:: Data to process ::
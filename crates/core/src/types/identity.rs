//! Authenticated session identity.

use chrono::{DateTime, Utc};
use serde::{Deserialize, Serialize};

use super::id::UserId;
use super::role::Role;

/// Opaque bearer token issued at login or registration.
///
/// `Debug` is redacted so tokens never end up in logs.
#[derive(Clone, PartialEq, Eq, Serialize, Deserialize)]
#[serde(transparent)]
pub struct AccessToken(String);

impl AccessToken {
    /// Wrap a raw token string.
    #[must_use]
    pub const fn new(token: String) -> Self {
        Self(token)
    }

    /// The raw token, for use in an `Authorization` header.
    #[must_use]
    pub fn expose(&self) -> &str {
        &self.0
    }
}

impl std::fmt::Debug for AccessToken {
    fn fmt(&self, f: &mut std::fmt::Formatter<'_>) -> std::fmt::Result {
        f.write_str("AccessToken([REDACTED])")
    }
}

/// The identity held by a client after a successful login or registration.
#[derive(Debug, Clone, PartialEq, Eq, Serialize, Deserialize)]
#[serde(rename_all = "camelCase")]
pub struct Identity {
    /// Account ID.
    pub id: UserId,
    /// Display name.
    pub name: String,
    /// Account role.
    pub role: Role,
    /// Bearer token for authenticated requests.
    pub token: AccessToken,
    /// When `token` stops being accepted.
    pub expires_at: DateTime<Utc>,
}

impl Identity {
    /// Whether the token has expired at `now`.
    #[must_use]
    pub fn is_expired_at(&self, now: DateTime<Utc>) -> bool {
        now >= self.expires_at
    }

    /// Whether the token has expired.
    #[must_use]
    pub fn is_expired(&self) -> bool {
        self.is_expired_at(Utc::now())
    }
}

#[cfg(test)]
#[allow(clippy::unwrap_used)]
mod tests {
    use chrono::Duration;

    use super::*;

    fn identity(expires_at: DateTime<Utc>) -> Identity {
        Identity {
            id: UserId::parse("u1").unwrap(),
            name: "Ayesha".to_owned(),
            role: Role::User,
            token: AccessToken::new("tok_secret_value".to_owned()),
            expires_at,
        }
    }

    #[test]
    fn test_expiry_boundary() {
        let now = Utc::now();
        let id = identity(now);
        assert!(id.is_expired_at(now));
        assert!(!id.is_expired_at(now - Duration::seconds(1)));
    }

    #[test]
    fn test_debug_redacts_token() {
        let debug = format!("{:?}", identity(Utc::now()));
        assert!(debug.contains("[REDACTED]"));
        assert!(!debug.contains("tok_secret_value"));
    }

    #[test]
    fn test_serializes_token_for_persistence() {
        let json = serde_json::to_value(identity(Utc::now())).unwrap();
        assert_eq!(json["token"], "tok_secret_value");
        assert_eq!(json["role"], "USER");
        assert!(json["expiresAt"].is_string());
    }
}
:::
**What to work on**.
Restate the records above verbatim up to and including the line containing "fn identity(expires_at: DateTime<Utc>)".

**Reply**.
filename crates/core/src/types/identity.rs
//! Authenticated session identity.

use chrono::{DateTime, Utc};
use serde::{Deserialize, Serialize};

use super::id::UserId;
use super::role::Role;

/// Opaque bearer token issued at login or registration.
///
/// `Debug` is redacted so tokens never end up in logs.
#[derive(Clone, PartialEq, Eq, Serialize, Deserialize)]
#[serde(transparent)]
pub struct AccessToken(String);

impl AccessToken {
    /// Wrap a raw token string.
    #[must_use]
    pub const fn new(token: String) -> Self {
        Self(token)
    }

    /// The raw token, for use in an `Authorization` header.
    #[must_use]
    pub fn expose(&self) -> &str {
        &self.0
    }
}

impl std::fmt::Debug for AccessToken {
    fn fmt(&self, f: &mut std::fmt::Formatter<'_>) -> std::fmt::Result {
        f.write_str("AccessToken([REDACTED])")
    }
}

/// The identity held by a client after a successful login or registration.
#[derive(Debug, Clone, PartialEq, Eq, Serialize, Deserialize)]
#[serde(rename_all = "camelCase")]
pub struct Identity {
    /// Account ID.
    pub id: UserId,
    /// Display name.
    pub name: String,
    /// Account role.
    pub role: Role,
    /// Bearer token for authenticated requests.
    pub token: AccessToken,
    /// When `token` stops being accepted.
    pub expires_at: DateTime<Utc>,
}

impl Identity {
    /// Whether the token has expired at `now`.
    #[must_use]
    pub fn is_expired_at(&self, now: DateTime<Utc>) -> bool {
        now >= self.expires_at
    }

    /// Whether the token has expired.
    #[must_use]
    pub fn is_expired(&self) -> bool {
        self.is_expired_at(Utc::now())
    }
}

#[cfg(test)]
#[allow(clippy::unwrap_used)]
mod tests {
    use chrono::Duration;

    use super::*;

    fn identity(expires_at: DateTime<Utc>) -> Identity {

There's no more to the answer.